The Rangers executed Mexicans throughout Texas assisting Anglo prospectors in taking 90 plus percent of Mexican ranchers’ land holdings in Texas. “Border Bandits” movie trailer:
But, ironically, it was hatred of Chinese people, not Mexicans, that brought on the passage of one of the most racist and reprehensible laws ever passed in American history, The Chinese Exclusion Act – – which codified America’s white supremacy into law. This was the first law placing a quota on non-white immigrants in history. Prior to the Civil War the U.S. needed and welcomed Chinese and other foreign workers because it desperately needed cheap labor. After the civil war, when free blacks entered the labor market, whites formed labor “unions” that would allow them to exclude blacks and other people of color from the choicest and best paying jobs. Those jobs coveted by whites were reserved for whites through the formation and exclusion of people of color. Later, it was this fight between organized unions and agriculture lobbyists– this crucible of a society steeped in white supremacy–that birthed the immigration laws we have today.

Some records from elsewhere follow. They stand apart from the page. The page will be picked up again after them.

//! Headless presentation frame -- builds a seeded smartcam scene, renders one
//! frame with the presentation effect, and prints the frame snapshot.
//!
//! Run with:
//!   cargo run --example presentation_frame -p smartcam-effects
//!
//! Pass `--json` to print every draw command instead of a summary. Set
//! `RUST_LOG=smartcam_effects=trace` to see skipped nodes.

use rand::SeedableRng;
use smartcam_effects::prelude::*;

fn main() -> Result<(), anyhow::Error> {
    tracing_subscriber::fmt()
        .with_env_filter(
            tracing_subscriber::EnvFilter::try_from_default_env()
                .unwrap_or_else(|_| tracing_subscriber::EnvFilter::new("warn")),
        )
        .init();

    let print_json = std::env::args().any(|a| a == "--json");

    let config = SceneConfig::default();
    let mut env = build_scene(&config)?;
    let wormhole = Wormhole2D::new(WormholeConfig {
        zoom: 2.5,
        ..Default::default()
    })?;

    let mut frame = FrameRenderer::new();
    frame.push(PresentationRenderer::new());

    for (name, color) in frame.legend() {
        println!("effect: {name} [{color}]");
    }

    let mut surface = RecordingSurface::new();
    let stats = frame.render(&mut surface, &env, &wormhole)?;
    let snapshot = FrameSnapshot::capture(&surface)?;

    println!(
        "frame 0: {} nodes, {} fills, {} strokes, hash {}",
        stats.nodes,
        snapshot.fill_count(),
        snapshot.stroke_count(),
        snapshot.hash
    );
    if print_json {
        println!("{}", serde_json::to_string_pretty(&snapshot)?);
    }

    // Nudge every camera and render again: the hash changes, the object
    // movement counter does not.
    let cameras: Vec<NodeId> = env
        .nodes()
        .filter(|n| n.contains(env.camera_filter()))
        .map(|n| n.id())
        .collect();
    for id in cameras {
        if let Some(p) = env.position_of(id) {
            let target = Point::new(p.x * 0.9, p.y * 0.9);
            env.move_node_to_position(id, target)?;
        }
    }

    surface.clear();
    frame.render(&mut surface, &env, &wormhole)?;
    let moved = FrameSnapshot::capture(&surface)?;
    println!(
        "frame 1: hash {} (camera travel {:.3}, object travel {:.3})",
        moved.hash,
        env.query_camera_movements_since_last_query(),
        env.query_object_movements_since_last_query()
    );

    // One simulation step: objects follow their random targets.
    let mut rng = rand_pcg::Pcg64::seed_from_u64(config.seed);
    let step = env.step(&mut rng);
    surface.clear();
    frame.render(&mut surface, &env, &wormhole)?;
    let stepped = FrameSnapshot::capture(&surface)?;
    println!(
        "frame 2: hash {} ({} moves, {} refused, object travel {:.3})",
        stepped.hash,
        step.moves,
        step.refused_moves,
        env.query_object_movements_since_last_query()
    );

    Ok(())
}
//! Fixed-size presentation effect for camera/object simulations.
//!
//! Draws every node as a filled circle whose color tells its role, and every
//! vision action the node carries as a field-of-view pie outline oriented
//! along the node's heading. Sizes and colors are fixed so the picture reads
//! well on a projector.
//!
//! # Role Mapping
//!
//! | Node carries           | Role   | Fill            | Diameter |
//! |------------------------|--------|-----------------|----------|
//! | `wanted` (any others)  | Wanted | RGB(200, 0, 0)  | 2.5 or 4 |
//! | `vision`, not `wanted` | Camera | black           | 2.5      |
//! | neither                | Object | RGB(0, 150, 0)  | 4        |
//!
//! A wanted camera keeps the camera diameter. Field-of-view cones are
//! stroked in blue, after the marker.
//!
//! # Frames
//!
//! Shapes are built in a shape-local frame in world units and placed with
//! `translate(view) . scale(zoom) . rotate(-heading)`. The heading is
//! negated because the view's y axis grows downward while the world's grows
//! upward.

use smartcam_geom::color::Color;
use smartcam_geom::kurbo::{Affine, Vec2};
use smartcam_geom::outline::Outline;
use tracing::trace;

use crate::effect::{Effect, RenderError};
use crate::host::{
    Environment, EuclideanPhysics2D, Molecule, Node, ViewPoint, VisionParameters, Wormhole,
};
use crate::surface::Surface;

// ---------------------------------------------------------------------------
// Constants
// ---------------------------------------------------------------------------

/// Name of the molecule marking a node as a target.
pub const WANTED_MOLECULE: &str = "wanted";

/// Name of the molecule marking a node as a camera.
pub const VISION_MOLECULE: &str = "vision";

/// Fill for wanted nodes: RGB(200, 0, 0).
pub const COLOR_WANTED: Color = Color::rgb(200, 0, 0);

/// Fill for plain objects: RGB(0, 150, 0).
pub const COLOR_OBJECT: Color = Color::rgb(0, 150, 0);

/// Fill for cameras.
pub const COLOR_CAMERA: Color = Color::BLACK;

/// Stroke for field-of-view cones.
pub const COLOR_FOV: Color = Color::BLUE;

/// Legend color of this effect.
pub const COLOR_SUMMARY: Color = Color::GREEN;

/// Marker diameter of nodes carrying `vision`, in world units.
pub const CAMERA_DIAMETER: f64 = 2.5;

/// Marker diameter of every other node, in world units.
pub const OBJECT_DIAMETER: f64 = 4.0;

// ---------------------------------------------------------------------------
// MarkerRole
// ---------------------------------------------------------------------------

/// Role of a node as far as marker color is concerned.
#[derive(Debug, Clone, Copy, PartialEq, Eq, Hash)]
pub enum MarkerRole {
    /// Carries `wanted`. Takes precedence over `vision`.
    Wanted,
    /// Carries `vision` but not `wanted`.
    Camera,
    /// Carries neither.
    Object,
}

impl MarkerRole {
    /// Fill color of markers with this role.
    pub fn color(self) -> Color {
        match self {
            MarkerRole::Wanted => COLOR_WANTED,
            MarkerRole::Camera => COLOR_CAMERA,
            MarkerRole::Object => COLOR_OBJECT,
        }
    }
}

// ---------------------------------------------------------------------------
// Geometry helpers
// ---------------------------------------------------------------------------

/// Heading angle in radians, world frame: `atan2(hy, hx)`.
pub fn heading_angle(heading: Vec2) -> f64 {
    heading.y.atan2(heading.x)
}

/// Transform from shape-local world units to view pixels.
///
/// `translate(view) * scale(zoom) * rotate(-heading_angle)`. The rotation is
/// negated because view y grows downward and world y grows upward.
pub fn view_transform(view: ViewPoint, zoom: f64, heading_angle: f64) -> Affine {
    Affine::translate(view.to_point().to_vec2())
        * Affine::scale(zoom)
        * Affine::rotate(-heading_angle)
}

/// Field-of-view pie in the shape-local frame.
///
/// Apex on the origin, radius `distance`, opening `angle_deg` symmetrically
/// around the +x axis (the heading direction).
///
/// A negative or non-finite distance, or a non-finite angle, has no framing
/// square and yields an empty outline.
pub fn field_of_view(vision: VisionParameters) -> Outline {
    let d = vision.distance;
    if !(d.is_finite() && d >= 0.0 && vision.angle_deg.is_finite()) {
        return Outline::empty();
    }
    Outline::pie(d, -vision.angle_deg / 2.0, vision.angle_deg)
}

// ---------------------------------------------------------------------------
// PresentationRenderer
// ---------------------------------------------------------------------------

/// Draws role markers and field-of-view cones at presentation sizes.
#[derive(Debug, Clone)]
pub struct PresentationRenderer {
    wanted: Molecule,
    vision: Molecule,
}

impl Default for PresentationRenderer {
    fn default() -> Self {
        Self::new()
    }
}

impl PresentationRenderer {
    /// Renderer keyed on the `wanted` and `vision` molecules.
    pub fn new() -> Self {
        Self {
            wanted: Molecule::new(WANTED_MOLECULE),
            vision: Molecule::new(VISION_MOLECULE),
        }
    }

    /// Classify `node`. Exactly one role is returned; `wanted` wins over
    /// `vision`.
    pub fn marker_role(&self, node: &dyn Node) -> MarkerRole {
        if node.contains(&self.wanted) {
            MarkerRole::Wanted
        } else if node.contains(&self.vision) {
            MarkerRole::Camera
        } else {
            MarkerRole::Object
        }
    }

    /// Marker diameter in world units. Depends only on `vision`.
    pub fn marker_diameter(&self, node: &dyn Node) -> f64 {
        if node.contains(&self.vision) {
            CAMERA_DIAMETER
        } else {
            OBJECT_DIAMETER
        }
    }

    fn draw_marker(
        &self,
        surface: &mut dyn Surface,
        node: &dyn Node,
        env: &dyn EuclideanPhysics2D,
        transform: Affine,
    ) -> Result<(), RenderError> {
        let diameter = self.marker_diameter(node);
        let shape = env.shape_factory().circle(diameter);
        let Some(outline) = shape.as_planar_outline() else {
            trace!(node = %node.id(), diameter, "marker shape has no planar outline, skipping");
            return Ok(());
        };

        surface.set_color(self.marker_role(node).color())?;
        surface.fill(&outline.transformed(transform))?;
        Ok(())
    }

    fn draw_field_of_view(
        &self,
        surface: &mut dyn Surface,
        node: &dyn Node,
        transform: Affine,
    ) -> Result<(), RenderError> {
        surface.set_color(COLOR_FOV)?;
        for reaction in node.reactions() {
            for vision in reaction.actions().filter_map(|a| a.vision_parameters()) {
                let cone = field_of_view(vision);
                if cone.is_empty() {
                    trace!(
                        node = %node.id(),
                        distance = vision.distance,
                        angle = vision.angle_deg,
                        "field of view has no framing square, stroking an empty cone"
                    );
                }
                surface.draw(&cone.transformed(transform))?;
            }
        }
        Ok(())
    }
}

impl Effect for PresentationRenderer {
    fn name(&self) -> &str {
        "draw for presentation"
    }

    fn apply(
        &self,
        surface: &mut dyn Surface,
        node: &dyn Node,
        environment: &dyn Environment,
        wormhole: &dyn Wormhole,
    ) -> Result<(), RenderError> {
        let Some(env) = environment.as_euclidean_physics_2d() else {
            trace!(node = %node.id(), dimensions = environment.dimensions(), "not a 2D physical environment, skipping");
            return Ok(());
        };
        let Some(position) = env.position(node) else {
            trace!(node = %node.id(), "node has no position, skipping");
            return Ok(());
        };

        let view = wormhole.view_point(position);
        let transform = view_transform(view, wormhole.zoom(), heading_angle(env.heading(node)));

        // Cones go on top of the marker.
        self.draw_marker(surface, node, env, transform)?;
        self.draw_field_of_view(surface, node, transform)
    }

    fn color_summary(&self) -> Color {
        COLOR_SUMMARY
    }
}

President Lincoln, the man who signed the Chinese Exclusion Act into law, had argued even before the Civil War that freeing the blacks would not encroach upon white supremacy promising frighted white voters that: “[w]ith deportation, even to a limited extent enhanced wages to white labor is mathematically certain. Labor is like any other commodity in the market —increase the demand for it, and you increase the price of it. Reduce the supply of black labor, by colonizing the black laborer out of the country, and, by precisely so much, you increase the demand for, and wages of, white labor.” The point of the Exclusion Act was similar to the labor union in its function: to keep people of color out. As a side note, when president Lincoln refers to ‘colonizing the black laborer out of the country’ he’s referring to black deportation of ex-slaves to Liberia and other locations, which our government did eventually do. So, you see, the ‘liberator’ of black slaves himself, never really intended the liberations of blacks to encroach on white supremacy even if it meant deporting blacks out of the country.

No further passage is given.